[AVT] Some comments on <draft-flaks-avt-rtp-ac3-03.txt>

Ross Finlayson <finlayson@live.com> Sat, 05 April 2003 02:40 UTC

Received: from www1.ietf.org (ietf.org [132.151.1.19] (may be forged)) by ietf.org (8.9.1a/8.9.1a) with ESMTP id VAA16603 for <avt-archive@odin.ietf.org>; Fri, 4 Apr 2003 21:40:37 -0500 (EST)
Received: (from mailnull@localhost) by www1.ietf.org (8.11.6/8.11.6) id h352hck12668 for avt-archive@odin.ietf.org; Fri, 4 Apr 2003 21:43:38 -0500
Received: from www1.ietf.org (localhost.localdomain [127.0.0.1]) by www1.ietf.org (8.11.6/8.11.6) with ESMTP id h352dr812478; Fri, 4 Apr 2003 21:39:53 -0500
Received: from ietf.org (odin.ietf.org [132.151.1.176]) by www1.ietf.org (8.11.6/8.11.6) with ESMTP id h352cR812440 for <avt@optimus.ietf.org>; Fri, 4 Apr 2003 21:38:27 -0500
Received: from ns.live.com (ietf-mx.ietf.org [132.151.6.1]) by ietf.org (8.9.1a/8.9.1a) with ESMTP id VAA16368 for <avt@ietf.org>; Fri, 4 Apr 2003 21:34:54 -0500 (EST)
Received: from ns.live.com (localhost.live.com [127.0.0.1]) by ns.live.com (8.12.9/8.12.5) with ESMTP id h352bM4N031035; Fri, 4 Apr 2003 18:37:22 -0800 (PST) (envelope-from rsf@ns.live.com)
Received: (from rsf@localhost) by ns.live.com (8.12.9/8.12.3/Submit) id h352bIlj030959; Fri, 4 Apr 2003 18:37:18 -0800 (PST)
Message-Id: <4.3.1.1.20030404170117.00b796d0@laptop-localhost>
X-Sender: rsf@laptop-localhost
X-Mailer: QUALCOMM Windows Eudora Version 4.3.1
Date: Fri, 04 Apr 2003 18:36:33 -0800
To: thh@dolby.com, jasonfl@microsoft.com
From: Ross Finlayson <finlayson@live.com>
Cc: avt@ietf.org
Mime-Version: 1.0
Content-Type: text/plain; charset="us-ascii"; format="flowed"
Subject: [AVT] Some comments on <draft-flaks-avt-rtp-ac3-03.txt>
Sender: avt-admin@ietf.org
Errors-To: avt-admin@ietf.org
X-BeenThere: avt@ietf.org
X-Mailman-Version: 2.0.12
Precedence: bulk
List-Unsubscribe: <https://www1.ietf.org/mailman/listinfo/avt>, <mailto:avt-request@ietf.org?subject=unsubscribe>
List-Id: Audio/Video Transport Working Group <avt.ietf.org>
List-Post: <mailto:avt@ietf.org>
List-Help: <mailto:avt-request@ietf.org?subject=help>
List-Subscribe: <https://www1.ietf.org/mailman/listinfo/avt>, <mailto:avt-request@ietf.org?subject=subscribe>

I have recently been reviewing (& implementing) the proposed RTP payload 
format for AC-3 Audio <draft-flaks-avt-rtp-ac3-03.txt>, and I have a number 
of comments:

1/ This is now an official AVT Working Group item, correct?  If so, the 
file name of future drafts should have the form "draft-avt-rtp-ac3-*.txt".

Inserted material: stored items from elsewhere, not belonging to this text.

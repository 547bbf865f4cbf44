//! `analyze` and `report` command handlers.
//!
//! Both print the same JSON envelopes the HTTP server returns, so scripts can
//! treat the two front ends alike.

use std::path::{Path, PathBuf};

use anyhow::Context;
use chrono::Local;
use clap::Args;
use sentilens_core::{AnalyzeResponse, AppConfig, ErrorResponse};
use sentilens_sentiment::{AnalysisOutcome, Analyzer, ExtractorConfig, RawInput};

/// Exactly one input source.
#[derive(Debug, Args)]
#[group(required = true, multiple = false)]
pub struct SourceArgs {
    /// Text to analyze
    #[arg(long)]
    pub text: Option<String>,

    /// Path to a .txt, .pdf or .docx document
    #[arg(long)]
    pub file: Option<PathBuf>,

    /// Web page to fetch and analyze
    #[arg(long)]
    pub url: Option<String>,
}

impl SourceArgs {
    /// Turn the chosen source into pipeline input, reading the file if one
    /// was given.
    ///
    /// # Errors
    ///
    /// Returns an error if the document cannot be read from disk.
    pub async fn into_input(self) -> anyhow::Result<RawInput> {
        match (self.text, self.file, self.url) {
            (Some(text), _, _) => Ok(RawInput::Text(text)),
            (_, Some(path), _) => {
                let bytes = tokio::fs::read(&path)
                    .await
                    .with_context(|| format!("failed to read {}", path.display()))?;
                let filename = path
                    .file_name()
                    .map(|name| name.to_string_lossy().into_owned())
                    .unwrap_or_default();
                Ok(RawInput::Document { bytes, filename })
            }
            (_, _, Some(url)) => Ok(RawInput::Url(url)),
            (None, None, None) => anyhow::bail!("one of --text, --file or --url is required"),
        }
    }
}

/// Run one analysis, printing the error envelope on failure.
async fn analyze_source(
    config: &AppConfig,
    source: SourceArgs,
) -> anyhow::Result<AnalysisOutcome> {
    let analyzer = Analyzer::new(&ExtractorConfig::from_app_config(config))?;
    let input = source.into_input().await?;

    match analyzer.analyze(input).await {
        Ok(outcome) => Ok(outcome),
        Err(e) => {
            let envelope = ErrorResponse::new(e.code(), e.to_string());
            println!("{}", serde_json::to_string_pretty(&envelope)?);
            Err(anyhow::anyhow!("analysis failed: {e}"))
        }
    }
}

/// Analyze a source and print the success envelope.
///
/// # Errors
///
/// Returns an error if the source cannot be read or analysis fails.
pub(crate) async fn run_analyze(config: &AppConfig, source: SourceArgs) -> anyhow::Result<()> {
    let outcome = analyze_source(config, source).await?;
    let response = AnalyzeResponse::new(outcome.source_kind, &outcome.result);
    println!("{}", serde_json::to_string_pretty(&response)?);
    Ok(())
}

/// Analyze a source and write a PDF report into `out_dir`.
///
/// # Errors
///
/// Returns an error if analysis fails, the report cannot be rendered, or
/// the file cannot be written.
pub(crate) async fn run_report(
    config: &AppConfig,
    source: SourceArgs,
    out_dir: &Path,
) -> anyhow::Result<()> {
    let outcome = analyze_source(config, source).await?;
    let generated_at = Local::now();
    let bytes = sentilens_report::render_at(&outcome.result, &outcome.text, generated_at)?;

    let path = out_dir.join(sentilens_report::report_filename(generated_at));
    write_report(&path, &bytes).await?;

    tracing::info!(path = %path.display(), size = bytes.len(), "report written");
    println!("{}", path.display());
    Ok(())
}

async fn write_report(path: &Path, bytes: &[u8]) -> anyhow::Result<()> {
    if let Some(dir) = path.parent() {
        tokio::fs::create_dir_all(dir)
            .await
            .with_context(|| format!("failed to create {}", dir.display()))?;
    }
    tokio::fs::write(path, bytes)
        .await
        .with_context(|| format!("failed to write {}", path.display()))
}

2/ I don't see any real need for the "NDU" (number of data units) byte at 
the front of each RTP payload.  If an incoming RTP packet contains more 
than one 'data unit' (frame), then the receiver already needs to figure out 
the frame boundaries within the packet (presumably by computing the size of 
each frame from its internal header bytes).  In doing this, he can count 
how many frames are present - but knowing this count in advance provides no 
useful information.

3/ The rules for how fragmented frames are packed into RTP packets are not 
made clear.  In particular, can a RTP packet legally contain the following:
         - n (>=1) complete frames, followed by an initial fragment of a
                 following frame?
or
         - the trailing fragment of a frame, followed by one or more complete
                 frames (or the initial fragment of a following frame)?
In most existing RTP payload formats, to simplify the packing rules, 
neither of these cases is allowed.  I.e., most RTP payload formats (that 
support multiple frames per packet, with fragmentation) specify that a RTP 
packet must contain either (i) one or more complete frames, or (ii) exactly 
one partial fragment of a frame (and nothing more).  The document should 
explain exactly what the packing rules are for this payload format.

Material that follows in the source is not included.